Lian couldn’t stop herself from rolling her eyes. “Seriously, mother? You always do this. You take one tiny thing and drag it out to the worst possible conclusion.”

“I just expect more of you.”

“And I expect that missing one violin lesson isn’t going to spiral into me working a girlie bar over in Wan Chai, with a tattoo over my butt crack saying ‘It’s All My Mother’s Fault!’”

Her mother fixed her with a stern look. “You need to think very carefully about what you say next, Lian.”

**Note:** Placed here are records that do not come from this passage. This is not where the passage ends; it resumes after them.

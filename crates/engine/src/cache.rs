//! Time-boxed memoization over the full-universe query.
//!
//! Query cycles are stateless, so many chat users asking within a few
//! seconds would redundantly hit the same public APIs. This decorator
//! caches the full ranked sequence (computed with a zero threshold) for a
//! short TTL and answers repeat calls by filtering the cached list. It is
//! layered at the boundary; the calculator itself stays cache-free.

use crate::service::{ArbitrageService, PriceSource};
use spreadscan_core::ArbitrageOpportunity;
use std::time::{Duration, Instant};
use tokio::sync::Mutex;
use tracing::debug;

pub struct CachedService<S> {
    inner: ArbitrageService<S>,
    ttl: Duration,
    slot: Mutex<Option<(Instant, Vec<ArbitrageOpportunity>)>>,
}

impl<S: PriceSource> CachedService<S> {
    pub fn new(inner: ArbitrageService<S>, ttl: Duration) -> Self {
        Self {
            inner,
            ttl,
            slot: Mutex::new(None),
        }
    }

    /// Same contract as [`ArbitrageService::get_arbitrage`].
    ///
    /// Filtered queries bypass the cache: they are cheap on the collector
    /// side (two-phase venues restrict their product fan-out) and caching
    /// per filter key is not worth the bookkeeping.
    pub async fn get_arbitrage(
        &self,
        symbol_filter: Option<&str>,
        top_n: Option<usize>,
        min_profit_percent: Option<f64>,
    ) -> Vec<ArbitrageOpportunity> {
        if symbol_filter.is_some() {
            return self
                .inner
                .get_arbitrage(symbol_filter, top_n, min_profit_percent)
                .await;
        }

        let threshold =
            min_profit_percent.unwrap_or(self.inner.config().min_profit_percent);

        let mut slot = self.slot.lock().await;
        let fresh = match slot.as_ref() {
            Some((at, _)) if at.elapsed() < self.ttl => true,
            _ => false,
        };

        if !fresh {
            // Rank with a zero threshold so one cached sequence can serve
            // any requested threshold (the profit filter is monotone).
            let full = self.inner.get_arbitrage(None, None, Some(0.0)).await;
            debug!("cache refresh: {} ranked opportunities", full.len());
            *slot = Some((Instant::now(), full));
        }

        let (_, cached) = slot.as_ref().expect("slot populated above");
        let mut result: Vec<ArbitrageOpportunity> = cached
            .iter()
            .filter(|opp| opp.profit_percent >= threshold)
            .cloned()
            .collect();
        if let Some(n) = top_n {
            result.truncate(n);
        }
        result
    }
}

Lian clenched her fist under the table and breathed hard for a moment. Then she felt something in her uncoil, and she relented. “You’re right,” she said. “I’m sorry. I’ll make it up to Ms. Fang.”

The apology seemed to soften her mother’s dark eyes. “Is everything all right? Calling in sick—that just isn’t like you.”

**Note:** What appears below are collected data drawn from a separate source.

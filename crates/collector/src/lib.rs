//! Price collection from public exchange ticker endpoints.
//!
//! One collection cycle issues a single concurrent batch of best-effort
//! requests, one per configured exchange, decodes each exchange-specific
//! JSON shape into a uniform symbol -> price map, and never lets one
//! venue's failure abort the others.

pub mod collector;
pub mod decode;
pub mod endpoint;
pub mod error;

pub use collector::Collector;
pub use endpoint::{default_endpoints, EndpointKind, ExchangeEndpoint};
pub use error::CollectError;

“I’m just . . . frustrated. My last senior secondary year, I figured it’d be a cakewalk. But already schoolwork is piling up on me, and all the . . . extracurricular stuff on top of that, it’s just a little overwhelming.” She didn’t need to detail what the “extracurricular stuff” entailed, but she was acutely aware of how much of her time it was eating into.

“And Mingmei,” Lian continued. She elected not to mention the break-in, not until she knew more about what had motivated it. But her friend was still on her mind. “She’s making doe eyes at the new boy at school. Who just happens to be the boy you seated me next to at the dinner the other night.”

At this, at last, her father looked up. He hadn’t touched his soup. “Rand Harrison’s son?”

“Right,” Lian said. “Matt. They became really friendly, really fast. Now they’re even inviting me to some yacht party on Friday, which, let’s be honest, is the last place in the world I want to be.”

Her father straightened in his chair. “Oh, no, Lian—if you were invited, you must go. It shows good manners. It shows respect.”

Lian had nothing like respect for Rand Harrison. She wasn’t overly fond of his son, either.

But the pleading look on her father’s tired face told her that there was only one response.

“Of course, Dad.”

“Perhaps you and Mingmei could go shopping for a new dress tomorrow,” her mother suggested with a smile. “Once you’ve finished all your violin practice, of course.”

Lian gave a thin smile. “Good idea, Mother.”

The soup had gone as cold and flat as her tone. She ate the rest in silence and then excused herself.

FIFTEEN
Friday

Lian scanned the back of the aluminum can, reading the ingredients as the lab computer booted up. Maybe there was something a little hypocritical, she realized, about researching dangerous chemicals when she was skipping her lunch period in favor of a cream soda and a quick energy bar full of things she couldn’t pronounce.

One crusade at a time
, she thought, swallowing a mouthful of soda.

She’d been on top of her homework the last couple of nights, using it and the extra violin practice as excuses—however valid—for not going dress shopping with Mingmei. It had actually felt nice to get reinvested in the semester, to take a break from the late-evening factory raids and car chases and just be a solid student again. She had managed to hold her own in a spirited economics class debate this morning, drawing praise from Mr. Chu and a clap on the back from Matt.

Not that she needed his approval.

But through it all, she’d still been distracted by the lack of word from Zan. She’d heard nothing since he’d stormed away from the ice cream shop Tuesday, determined to infiltrate Harrison Corp with or without her help. If he’d made it in, had he found anything? Had he uncovered his sister’s records? Or had something sinister already happened to him, too?

It was with these thoughts in mind that Lian began her Google search in a private browsing session. She couldn’t stop picturing the large vats of hazardous chemicals on the factory floor, so she began by querying what might be inside them.

The results were disturbing from word one.

Lian opened a separate tab to look up what “NPEs” stood for. These nonylphenol ethoxylates, she read, were detected in the majority of branded clothing samples worldwide. They were a common detergent that broke down to form a toxin known to turn male fish into females through hormone mimicry, among other baffling environmental effects.